Ionizing radiation detectors are used in many kinds of non-destructive investigations. Many of such applications use a scintillation detector which consists of scintillator and photodetector. A scintillator is a type of the luminescent material that converts a high energy ionizing radiation photon/particle to hundreds of visible photons via energy migration from the host matrix to emission centers. Scintillators have been playing an important role in many scientific and industrial fields, including astrophysics, particle physics, medical imaging, security, nuclear plants, and well-logging.
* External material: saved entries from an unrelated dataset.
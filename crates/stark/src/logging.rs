//! Process-wide log setup.
//!
//! Library code logs through both the `log` facade and `tracing`; this
//! installs a single `tracing-subscriber` pipeline and bridges `log` records
//! into it.

use std::str::FromStr;

use tracing_subscriber::layer::SubscriberExt;
use tracing_subscriber::EnvFilter;

use crate::error::{Result, StarkError};

#[derive(Debug, Clone, Copy, PartialEq, Eq, Default)]
pub enum LogFormat {
    #[default]
    Text,
    Json,
}

impl FromStr for LogFormat {
    type Err = String;

    fn from_str(s: &str) -> std::result::Result<Self, Self::Err> {
        match s.to_ascii_lowercase().as_str() {
            "text" => Ok(LogFormat::Text),
            "json" => Ok(LogFormat::Json),
            other => Err(format!("unknown log format '{}', expected text or json", other)),
        }
    }
}

/// Installs the global subscriber. `RUST_LOG` takes precedence over
/// `default_filter`. Fails if a subscriber or logger is already installed.
pub fn init(default_filter: &str, format: LogFormat) -> Result<()> {
    let registry = tracing_subscriber::registry().with(resolve_filter(default_filter)?);
    let installed = match format {
        LogFormat::Text => {
            tracing::subscriber::set_global_default(registry.with(tracing_subscriber::fmt::layer()))
        }
        LogFormat::Json => tracing::subscriber::set_global_default(
            registry.with(tracing_subscriber::fmt::layer().json()),
        ),
    };
    installed.map_err(|e| StarkError::Logging(e.to_string()))?;

    tracing_log::LogTracer::init().map_err(|e| StarkError::Logging(e.to_string()))
}

/// `RUST_LOG` when it is set and parses, `default_filter` otherwise.
fn resolve_filter(default_filter: &str) -> Result<EnvFilter> {
    EnvFilter::try_from_default_env()
        .or_else(|_| EnvFilter::try_new(default_filter))
        .map_err(|e| StarkError::Logging(e.to_string()))
}

#[cfg(test)]
mod tests {
    use super::*;
    use serial_test::serial;

    // RUST_LOG is process-wide, hence the serial tests below.

    #[test]
    #[serial]
    fn test_rust_log_overrides_default_filter() {
        std::env::set_var("RUST_LOG", "stark=trace");
        let filter = resolve_filter("warn").unwrap();
        std::env::remove_var("RUST_LOG");

        assert_eq!(filter.to_string(), "stark=trace");
    }

    #[test]
    #[serial]
    fn test_default_filter_used_without_rust_log() {
        std::env::remove_var("RUST_LOG");
        assert_eq!(resolve_filter("stark=debug").unwrap().to_string(), "stark=debug");

        let err = resolve_filter("stark=loudest").unwrap_err();
        assert!(matches!(err, StarkError::Logging(_)));
    }

    #[test]
    fn test_log_format_from_str() {
        assert_eq!("text".parse::<LogFormat>(), Ok(LogFormat::Text));
        assert_eq!("JSON".parse::<LogFormat>(), Ok(LogFormat::Json));
        assert!("yaml".parse::<LogFormat>().is_err());
    }
}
Although insulator materials doped with rare-earth or transition metal ions are commonly used in practical applications, semiconductor crystals have also attracted attentions due to their intrinsically high light yield and fast decay time without doping of any emission centers. In this work, optical and scintillation properties of well-known Ga2O3 semiconductor material are investigated. Under UV excitation, photoluminescence (PL) emission peak appeared around 380 nm with the quantum yield of 6%, and fast decay of 8 and 793 ns were observed. In contrast, X-ray induced scintillation spectrum also showed an intense emission band around 380 nm, which of decay curve was reproduced by two exponential decay components with the time constants of 8 and 977 ns. The pulse height spectrum of 137Cs g-rays measured using measured Ga2O3 showed a clear photoabsorption peak with a light yield of 15000 ± 1500 ph/MeV. This high light yield was the highest value among the semiconductor scintillators reported.